I most recently met with Prime Minister Starmer on 3 February in Brussels in the margins of a dinner with European Union leaders that we both attended. We discussed our shared ambition to strengthen our bilateral relationship and looked forward to seeing each other at the first in a series of annual Ireland-United Kingdom summits that will take place in the United Kingdom next month. We also discussed Northern Ireland, noting that that day marked the first anniversary of the restoration of the power-sharing institutions, as well as European Union-United Kingdom relations, including in the areas of security and defence.

I also spoke with United Kingdom Prime Minister Keir Starmer by phone on 27 January when he called to congratulate me on my appointment as Taoiseach. We discussed bilateral relations, Northern Ireland and our shared commitment as co-guarantors of the Good Friday Agreement, and international issues, in particular Ukraine and the situation in the Middle East.

4 o’clock

We also discussed Storm Éowyn and ongoing recovery efforts. I welcomed and thanked the Prime Minister for the assistance to ESB Networks provided by UK and other international crews as part of a mutual association agreement among electricity companies.

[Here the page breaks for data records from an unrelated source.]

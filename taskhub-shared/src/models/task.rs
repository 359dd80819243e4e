/// Task model
///
/// A task belongs to exactly one project (fixed at creation) and is assigned
/// to one member of that project.
///
/// # Schema
///
/// ```sql
/// CREATE TYPE task_status AS ENUM ('pending', 'in-progress', 'completed');
/// CREATE TYPE task_priority AS ENUM ('low', 'medium', 'high');
///
/// CREATE TABLE tasks (
///     id UUID PRIMARY KEY DEFAULT gen_random_uuid(),
///     description VARCHAR(500) NOT NULL,
///     status task_status NOT NULL DEFAULT 'pending',
///     priority task_priority NOT NULL DEFAULT 'medium',
///     project_id UUID NOT NULL REFERENCES projects(id) ON DELETE CASCADE,
///     assigned_to UUID NOT NULL REFERENCES users(id),
///     created_at TIMESTAMPTZ NOT NULL DEFAULT NOW(),
///     updated_at TIMESTAMPTZ NOT NULL DEFAULT NOW()
/// );
/// ```
///
/// # Ordering
///
/// Status and priority order by [`TaskStatus::rank`] and
/// [`TaskPriority::rank`]. The `Ord` impls, the in-memory sort and the SQL
/// `ORDER BY` expressions all derive from those two functions.

use chrono::{DateTime, Utc};
use serde::{Deserialize, Serialize};
use std::cmp::Ordering;
use std::fmt;
use std::str::FromStr;
use uuid::Uuid;

use super::user::UserSummary;

/// Error returned when parsing an unknown status or priority value
#[derive(Debug, Clone, PartialEq, Eq, thiserror::Error)]
#[error("Unknown task {kind}: {value}")]
pub struct ParseEnumError {
    kind: &'static str,
    value: String,
}

/// Task progress state
#[derive(Debug, Clone, Copy, PartialEq, Eq, Hash, Default, Serialize, Deserialize, sqlx::Type)]
#[sqlx(type_name = "task_status", rename_all = "kebab-case")]
#[serde(rename_all = "kebab-case")]
pub enum TaskStatus {
    /// Not started
    #[default]
    Pending,

    /// Someone is working on it
    InProgress,

    /// Done
    Completed,
}

impl TaskStatus {
    /// Every status, in rank order
    pub const ALL: [TaskStatus; 3] = [
        TaskStatus::Pending,
        TaskStatus::InProgress,
        TaskStatus::Completed,
    ];

    /// Wire and database representation
    pub fn as_str(&self) -> &'static str {
        match self {
            TaskStatus::Pending => "pending",
            TaskStatus::InProgress => "in-progress",
            TaskStatus::Completed => "completed",
        }
    }

    /// Sort rank (pending < in-progress < completed)
    pub fn rank(&self) -> u8 {
        match self {
            TaskStatus::Pending => 0,
            TaskStatus::InProgress => 1,
            TaskStatus::Completed => 2,
        }
    }
}

impl fmt::Display for TaskStatus {
    fn fmt(&self, f: &mut fmt::Formatter<'_>) -> fmt::Result {
        f.write_str(self.as_str())
    }
}

impl FromStr for TaskStatus {
    type Err = ParseEnumError;

    fn from_str(s: &str) -> Result<Self, Self::Err> {
        TaskStatus::ALL
            .into_iter()
            .find(|status| status.as_str() == s)
            .ok_or_else(|| ParseEnumError {
                kind: "status",
                value: s.to_string(),
            })
    }
}

impl PartialOrd for TaskStatus {
    fn partial_cmp(&self, other: &Self) -> Option<Ordering> {
        Some(self.cmp(other))
    }
}

impl Ord for TaskStatus {
    fn cmp(&self, other: &Self) -> Ordering {
        self.rank().cmp(&other.rank())
    }
}

/// Task priority
#[derive(Debug, Clone, Copy, PartialEq, Eq, Hash, Default, Serialize, Deserialize, sqlx::Type)]
#[sqlx(type_name = "task_priority", rename_all = "lowercase")]
#[serde(rename_all = "lowercase")]
pub enum TaskPriority {
    Low,
    #[default]
    Medium,
    High,
}

impl TaskPriority {
    /// Every priority, in rank order
    pub const ALL: [TaskPriority; 3] =
        [TaskPriority::Low, TaskPriority::Medium, TaskPriority::High];

    /// Wire and database representation
    pub fn as_str(&self) -> &'static str {
        match self {
            TaskPriority::Low => "low",
            TaskPriority::Medium => "medium",
            TaskPriority::High => "high",
        }
    }

    /// Sort rank (low < medium < high)
    pub fn rank(&self) -> u8 {
        match self {
            TaskPriority::Low => 0,
            TaskPriority::Medium => 1,
            TaskPriority::High => 2,
        }
    }
}

impl fmt::Display for TaskPriority {
    fn fmt(&self, f: &mut fmt::Formatter<'_>) -> fmt::Result {
        f.write_str(self.as_str())
    }
}

impl FromStr for TaskPriority {
    type Err = ParseEnumError;

    fn from_str(s: &str) -> Result<Self, Self::Err> {
        TaskPriority::ALL
            .into_iter()
            .find(|priority| priority.as_str() == s)
            .ok_or_else(|| ParseEnumError {
                kind: "priority",
                value: s.to_string(),
            })
    }
}

impl PartialOrd for TaskPriority {
    fn partial_cmp(&self, other: &Self) -> Option<Ordering> {
        Some(self.cmp(other))
    }
}

impl Ord for TaskPriority {
    fn cmp(&self, other: &Self) -> Ordering {
        self.rank().cmp(&other.rank())
    }
}

/// Task record
#[derive(Debug, Clone, PartialEq, Serialize, Deserialize, sqlx::FromRow)]
#[serde(rename_all = "camelCase")]
pub struct Task {
    /// Unique task ID
    pub id: Uuid,

    /// What needs doing (trimmed, never empty)
    pub description: String,

    /// Current status
    pub status: TaskStatus,

    /// Priority
    pub priority: TaskPriority,

    /// Owning project (immutable)
    #[serde(rename = "project")]
    pub project_id: Uuid,

    /// Member of the project responsible for the task
    pub assigned_to: Uuid,

    /// When the task was created
    pub created_at: DateTime<Utc>,

    /// When the task was last modified
    pub updated_at: DateTime<Utc>,
}

/// Input for creating a task
#[derive(Debug, Clone)]
pub struct CreateTask {
    pub description: String,
    pub status: TaskStatus,
    pub priority: TaskPriority,
    pub project_id: Uuid,
    pub assigned_to: Uuid,
}

/// Partial update of a task
///
/// Only `Some` fields change. The owning project cannot be changed.
#[derive(Debug, Clone, Default)]
pub struct UpdateTask {
    pub description: Option<String>,
    pub status: Option<TaskStatus>,
    pub priority: Option<TaskPriority>,
    pub assigned_to: Option<Uuid>,
}

impl UpdateTask {
    /// Whether the update leaves every field untouched
    pub fn is_empty(&self) -> bool {
        self.description.is_none()
            && self.status.is_none()
            && self.priority.is_none()
            && self.assigned_to.is_none()
    }

    /// Writes the present fields onto `task`
    pub fn apply_to(self, task: &mut Task) {
        if let Some(description) = self.description {
            task.description = description;
        }
        if let Some(status) = self.status {
            task.status = status;
        }
        if let Some(priority) = self.priority {
            task.priority = priority;
        }
        if let Some(assigned_to) = self.assigned_to {
            task.assigned_to = assigned_to;
        }
    }
}

/// Task with its assignee resolved to a user summary
#[derive(Debug, Clone, Serialize)]
#[serde(rename_all = "camelCase")]
pub struct TaskDetails {
    pub id: Uuid,
    pub description: String,
    pub status: TaskStatus,
    pub priority: TaskPriority,
    pub project: Uuid,
    /// `None` only if the assignee's account no longer exists
    pub assigned_to: Option<UserSummary>,
    pub created_at: DateTime<Utc>,
    pub updated_at: DateTime<Utc>,
}

impl TaskDetails {
    /// Builds the details view from a task and its (possibly missing) assignee
    pub fn new(task: Task, assignee: Option<UserSummary>) -> Self {
        Self {
            id: task.id,
            description: task.description,
            status: task.status,
            priority: task.priority,
            project: task.project_id,
            assigned_to: assignee,
            created_at: task.created_at,
            updated_at: task.updated_at,
        }
    }
}

#[cfg(test)]
mod tests {
    use super::*;

    #[test]
    fn test_status_wire_format() {
        assert_eq!(serde_json::to_string(&TaskStatus::InProgress).unwrap(), "\"in-progress\"");
        assert_eq!(
            serde_json::from_str::<TaskStatus>("\"completed\"").unwrap(),
            TaskStatus::Completed
        );
        assert!(serde_json::from_str::<TaskStatus>("\"done\"").is_err());
    }

    #[test]
    fn test_status_from_str() {
        for status in TaskStatus::ALL {
            assert_eq!(status.as_str().parse::<TaskStatus>().unwrap(), status);
        }
        let err = "en progreso".parse::<TaskStatus>().unwrap_err();
        assert_eq!(err.to_string(), "Unknown task status: en progreso");
    }

    #[test]
    fn test_priority_from_str() {
        for priority in TaskPriority::ALL {
            assert_eq!(priority.as_str().parse::<TaskPriority>().unwrap(), priority);
        }
        assert!("urgent".parse::<TaskPriority>().is_err());
        assert!("HIGH".parse::<TaskPriority>().is_err());
    }

    #[test]
    fn test_ordering_follows_rank() {
        assert!(TaskStatus::Pending < TaskStatus::InProgress);
        assert!(TaskStatus::InProgress < TaskStatus::Completed);
        assert!(TaskPriority::Low < TaskPriority::Medium);
        assert!(TaskPriority::Medium < TaskPriority::High);

        let mut priorities = vec![TaskPriority::High, TaskPriority::Low, TaskPriority::Medium];
        priorities.sort();
        assert_eq!(priorities, TaskPriority::ALL.to_vec());
    }

    #[test]
    fn test_defaults() {
        assert_eq!(TaskStatus::default(), TaskStatus::Pending);
        assert_eq!(TaskPriority::default(), TaskPriority::Medium);
    }

    #[test]
    fn test_update_task_apply() {
        let assignee = Uuid::new_v4();
        let mut task = Task {
            id: Uuid::new_v4(),
            description: "Write docs".to_string(),
            status: TaskStatus::Pending,
            priority: TaskPriority::Low,
            project_id: Uuid::new_v4(),
            assigned_to: Uuid::new_v4(),
            created_at: Utc::now(),
            updated_at: Utc::now(),
        };
        let project_id = task.project_id;

        let update = UpdateTask {
            status: Some(TaskStatus::Completed),
            assigned_to: Some(assignee),
            ..Default::default()
        };
        assert!(!update.is_empty());
        update.apply_to(&mut task);

        assert_eq!(task.description, "Write docs");
        assert_eq!(task.status, TaskStatus::Completed);
        assert_eq!(task.priority, TaskPriority::Low);
        assert_eq!(task.assigned_to, assignee);
        assert_eq!(task.project_id, project_id);
        assert!(UpdateTask::default().is_empty());
    }
}
//! Common test utilities for integration tests
//!
//! Every test gets its own router over a fresh in-memory store, so tests
//! need no database and never share state.

#![allow(dead_code)]

use axum::body::Body;
use axum::http::{header, Method, Request, StatusCode};
use serde_json::Value;
use taskhub_api::app::{build_router, AppState};
use taskhub_api::config::Config;
use taskhub_shared::auth::jwt::{create_token, Claims};
use taskhub_shared::auth::password::hash_password;
use taskhub_shared::models::user::CreateUser;
use taskhub_shared::store::Stores;
use tower::Service as _;
use uuid::Uuid;

pub const JWT_SECRET: &str = "integration-test-secret-that-is-long-enough";

/// A registered user and a valid token for them
#[derive(Debug, Clone)]
pub struct TestUser {
    pub id: Uuid,
    pub email: String,
    pub token: String,
}

/// Test context containing the router and the store behind it
pub struct TestContext {
    pub app: axum::Router,
    pub stores: Stores,
    pub config: Config,
}

impl TestContext {
    pub fn new() -> Self {
        let config = Config::from_lookup(|key| match key {
            "STORAGE" => Some("memory".to_string()),
            "JWT_SECRET" => Some(JWT_SECRET.to_string()),
            _ => None,
        })
        .expect("test config");

        let stores = Stores::in_memory();
        let app = build_router(AppState::new(stores.clone(), config.clone()));

        TestContext { app, stores, config }
    }

    /// Inserts a user directly and mints a token for them
    pub async fn user(&self, name: &str) -> TestUser {
        let email = format!("{}@example.com", name.to_lowercase());
        let user = self
            .stores
            .users
            .create(CreateUser {
                name: name.to_string(),
                email: email.clone(),
                password_hash: hash_password("password123").expect("hash"),
            })
            .await
            .expect("create user");

        let token = create_token(&Claims::new(user.id), JWT_SECRET).expect("token");

        TestUser {
            id: user.id,
            email,
            token,
        }
    }

    /// Sends a request and returns the status with the parsed JSON body
    ///
    /// An empty body parses as `Value::Null`.
    pub async fn send(
        &self,
        method: Method,
        uri: &str,
        token: Option<&str>,
        body: Option<Value>,
    ) -> (StatusCode, Value) {
        let mut builder = Request::builder().method(method).uri(uri);
        if let Some(token) = token {
            builder = builder.header(header::AUTHORIZATION, format!("Bearer {}", token));
        }

        let request = match body {
            Some(json) => builder
                .header(header::CONTENT_TYPE, "application/json")
                .body(Body::from(json.to_string())),
            None => builder.body(Body::empty()),
        }
        .expect("request");

        let response = self.app.clone().call(request).await.expect("response");
        let status = response.status();
        let bytes = axum::body::to_bytes(response.into_body(), usize::MAX)
            .await
            .expect("body");

        let json = if bytes.is_empty() {
            Value::Null
        } else {
            serde_json::from_slice(&bytes).unwrap_or_else(|_| {
                Value::String(String::from_utf8_lossy(&bytes).into_owned())
            })
        };

        (status, json)
    }

    pub async fn get(&self, uri: &str, user: &TestUser) -> (StatusCode, Value) {
        self.send(Method::GET, uri, Some(&user.token), None).await
    }

    pub async fn post(&self, uri: &str, user: &TestUser, body: Value) -> (StatusCode, Value) {
        self.send(Method::POST, uri, Some(&user.token), Some(body)).await
    }

    pub async fn put(&self, uri: &str, user: &TestUser, body: Value) -> (StatusCode, Value) {
        self.send(Method::PUT, uri, Some(&user.token), Some(body)).await
    }

    pub async fn delete(
        &self,
        uri: &str,
        user: &TestUser,
        body: Option<Value>,
    ) -> (StatusCode, Value) {
        self.send(Method::DELETE, uri, Some(&user.token), body).await
    }

    /// Creates a project owned by `owner` and returns its id
    pub async fn project(&self, owner: &TestUser, name: &str) -> String {
        let (status, body) = self
            .post("/api/projects", owner, serde_json::json!({ "name": name }))
            .await;
        assert_eq!(status, StatusCode::CREATED, "{}", body);
        body["id"].as_str().expect("project id").to_string()
    }

    /// Adds `member` to the project through the API
    pub async fn share(&self, project_id: &str, owner: &TestUser, member: &TestUser) {
        let (status, body) = self
            .post(
                &format!("/api/projects/{}/collaborators", project_id),
                owner,
                serde_json::json!({ "email": member.email }),
            )
            .await;
        assert_eq!(status, StatusCode::OK, "{}", body);
    }

    /// Creates a task and returns its id
    pub async fn task(&self, project_id: &str, user: &TestUser, body: Value) -> String {
        let (status, body) = self
            .post(&format!("/api/projects/{}/tasks", project_id), user, body)
            .await;
        assert_eq!(status, StatusCode::CREATED, "{}", body);
        body["id"].as_str().expect("task id").to_string()
    }
}
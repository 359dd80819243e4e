/// Authentication endpoints
///
/// - `POST /api/auth/register`: create an account
/// - `POST /api/auth/login`: exchange credentials for a JWT
/// - `GET /api/auth/profile`: the authenticated user

use crate::{
    app::AppState,
    error::{ApiError, ApiResult},
};
use axum::{extract::State, http::StatusCode, Extension, Json};
use chrono::Duration;
use serde::{Deserialize, Serialize};
use taskhub_shared::{
    auth::{
        jwt::{create_token, Claims},
        middleware::AuthContext,
        password::{hash_password_blocking, verify_password_blocking},
    },
    models::user::{normalize_email, CreateUser, UserSummary},
};
use validator::Validate;

/// Register request
#[derive(Debug, Deserialize, Validate)]
pub struct RegisterRequest {
    #[validate(length(min = 1, max = 100, message = "Name must be 1 to 100 characters"))]
    pub name: String,

    #[validate(email(message = "Invalid email format"))]
    pub email: String,

    #[validate(length(min = 8, message = "Password must be at least 8 characters"))]
    pub password: String,
}

#[derive(Debug, Serialize)]
#[serde(rename_all = "camelCase")]
pub struct RegisterResponse {
    pub message: String,
    pub user_id: String,
}

#[derive(Debug, Deserialize)]
pub struct LoginRequest {
    pub email: String,
    pub password: String,
}

#[derive(Debug, Serialize)]
pub struct LoginResponse {
    pub token: String,
}

fn invalid_credentials() -> ApiError {
    ApiError::Unauthorized("Invalid credentials".to_string())
}

/// Registers a new user
///
/// ```text
/// POST /api/auth/register
///
/// { "name": "Ana", "email": "ana@example.com", "password": "correct horse" }
/// ```
///
/// Responds `201` with `{ "message": "User registered successfully", "userId": "..." }`.
///
/// # Errors
///
/// - `409 Conflict`: email already registered
/// - `422 Unprocessable Entity`: validation failed
pub async fn register(
    State(state): State<AppState>,
    Json(mut req): Json<RegisterRequest>,
) -> ApiResult<(StatusCode, Json<RegisterResponse>)> {
    req.name = req.name.trim().to_string();
    req.email = normalize_email(&req.email);
    req.validate()?;

    let password_hash = hash_password_blocking(req.password).await?;

    let user = state
        .stores
        .users
        .create(CreateUser {
            name: req.name,
            email: req.email,
            password_hash,
        })
        .await?;

    tracing::info!(user_id = %user.id, "User registered");

    Ok((
        StatusCode::CREATED,
        Json(RegisterResponse {
            message: "User registered successfully".to_string(),
            user_id: user.id.to_string(),
        }),
    ))
}

/// Logs a user in
///
/// ```text
/// POST /api/auth/login
///
/// { "email": "ana@example.com", "password": "correct horse" }
/// ```
///
/// Responds with `{ "token": "eyJ..." }`. Unknown emails and wrong passwords
/// get the same `401`.
pub async fn login(
    State(state): State<AppState>,
    Json(req): Json<LoginRequest>,
) -> ApiResult<Json<LoginResponse>> {
    let user = state
        .stores
        .users
        .find_by_email(&normalize_email(&req.email))
        .await?
        .ok_or_else(invalid_credentials)?;

    if !verify_password_blocking(req.password, user.password_hash.clone()).await? {
        tracing::debug!(user_id = %user.id, "Login rejected");
        return Err(invalid_credentials());
    }

    let claims = Claims::with_expiration(
        user.id,
        Duration::hours(state.config.jwt.expiration_hours),
    );
    let token = create_token(&claims, state.jwt_secret())?;

    tracing::info!(user_id = %user.id, "User logged in");

    Ok(Json(LoginResponse { token }))
}

/// The authenticated user's `{ id, name, email }`
pub async fn profile(
    State(state): State<AppState>,
    Extension(auth): Extension<AuthContext>,
) -> ApiResult<Json<UserSummary>> {
    let user = state
        .stores
        .users
        .find_by_id(auth.user_id)
        .await?
        .ok_or_else(|| ApiError::NotFound("User not found".to_string()))?;

    Ok(Json(UserSummary::from(&user)))
}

I spoke to the First Minister of Scotland, John Swinney on 4 February and discussed the significant effects of Storm Éowyn and the challenges of addressing climate resilience in both countries.

On 6 December, I attended the 42nd British-Irish Council Summit, hosted by the Scottish Government in Edinburgh. In the margins of the summit, I had bilateral meetings with the Prime Minister, Keir Starmer, the Northern Ireland First Minister, Michelle O’Neill and the Deputy First Minister, Emma Little-Pengelly, the First Minister of Scotland John Swinney and the First Minister of Wales, Eluned Morgan. The overall theme of the summit was financing a just transition. The then Taoiseach Simon Harris attended the plenary session and set out Ireland’s commitment to climate action and the work we are doing to ensure that the transition to a low-carbon economy is done in a just and fair manner.

I look forward to attending the next British-Irish Council Summit to be hosted by the Northern Ireland Executive in June.

4:30 pm

Photo of Brendan SmithBrendan Smith (Cavan-Monaghan, Fianna Fail)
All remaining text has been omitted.